> **Problem statement**
A single figure is the whole answer: the number of lines in the records that contain "scope".

------ Given information ------

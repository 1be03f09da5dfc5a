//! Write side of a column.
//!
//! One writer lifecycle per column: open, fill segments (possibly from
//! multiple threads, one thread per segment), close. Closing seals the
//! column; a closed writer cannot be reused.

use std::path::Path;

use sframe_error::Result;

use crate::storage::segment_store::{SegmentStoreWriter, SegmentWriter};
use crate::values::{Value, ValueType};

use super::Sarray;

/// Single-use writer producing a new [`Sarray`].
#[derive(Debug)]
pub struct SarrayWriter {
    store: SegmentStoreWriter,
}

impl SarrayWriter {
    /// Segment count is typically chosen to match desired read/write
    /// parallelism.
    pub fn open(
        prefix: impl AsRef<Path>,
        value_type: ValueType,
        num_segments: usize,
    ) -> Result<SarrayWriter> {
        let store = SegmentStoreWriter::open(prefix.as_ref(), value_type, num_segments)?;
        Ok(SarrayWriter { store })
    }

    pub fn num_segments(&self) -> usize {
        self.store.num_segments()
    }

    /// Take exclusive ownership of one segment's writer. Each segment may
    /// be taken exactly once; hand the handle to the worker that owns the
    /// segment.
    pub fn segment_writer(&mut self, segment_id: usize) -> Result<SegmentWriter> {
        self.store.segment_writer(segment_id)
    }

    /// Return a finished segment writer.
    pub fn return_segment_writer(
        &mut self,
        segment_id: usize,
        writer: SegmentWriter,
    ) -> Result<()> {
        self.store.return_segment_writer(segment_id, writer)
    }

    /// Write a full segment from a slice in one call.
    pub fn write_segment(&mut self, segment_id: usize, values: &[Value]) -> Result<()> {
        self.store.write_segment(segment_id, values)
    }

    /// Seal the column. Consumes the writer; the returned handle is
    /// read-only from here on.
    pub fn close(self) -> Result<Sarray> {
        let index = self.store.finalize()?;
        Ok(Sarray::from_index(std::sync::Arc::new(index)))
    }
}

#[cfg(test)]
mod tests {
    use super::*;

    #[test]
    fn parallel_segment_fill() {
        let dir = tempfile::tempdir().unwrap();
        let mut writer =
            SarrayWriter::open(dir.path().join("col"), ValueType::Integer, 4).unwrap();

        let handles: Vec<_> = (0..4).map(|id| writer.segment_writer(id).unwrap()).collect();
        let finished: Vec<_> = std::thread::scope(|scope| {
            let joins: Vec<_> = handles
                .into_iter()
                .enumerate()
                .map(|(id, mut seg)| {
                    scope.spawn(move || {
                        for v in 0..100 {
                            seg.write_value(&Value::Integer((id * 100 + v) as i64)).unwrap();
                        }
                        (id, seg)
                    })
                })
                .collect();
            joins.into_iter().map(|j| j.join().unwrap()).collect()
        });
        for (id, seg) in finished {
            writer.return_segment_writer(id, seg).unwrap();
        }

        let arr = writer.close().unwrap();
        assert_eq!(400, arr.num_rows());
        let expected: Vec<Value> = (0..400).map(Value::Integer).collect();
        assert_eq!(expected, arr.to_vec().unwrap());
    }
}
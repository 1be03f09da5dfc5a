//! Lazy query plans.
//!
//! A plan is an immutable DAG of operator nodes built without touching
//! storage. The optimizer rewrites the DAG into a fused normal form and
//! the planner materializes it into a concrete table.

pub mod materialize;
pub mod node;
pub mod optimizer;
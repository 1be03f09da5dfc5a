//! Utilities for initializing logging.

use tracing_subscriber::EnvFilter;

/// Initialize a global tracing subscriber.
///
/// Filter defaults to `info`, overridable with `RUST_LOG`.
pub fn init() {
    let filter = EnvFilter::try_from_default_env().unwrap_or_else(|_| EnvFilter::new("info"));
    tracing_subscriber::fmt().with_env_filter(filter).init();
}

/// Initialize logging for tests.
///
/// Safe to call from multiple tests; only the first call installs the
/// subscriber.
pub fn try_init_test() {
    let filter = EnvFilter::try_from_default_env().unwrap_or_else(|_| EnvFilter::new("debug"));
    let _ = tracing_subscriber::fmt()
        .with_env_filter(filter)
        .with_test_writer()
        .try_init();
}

------

> **Task result**
2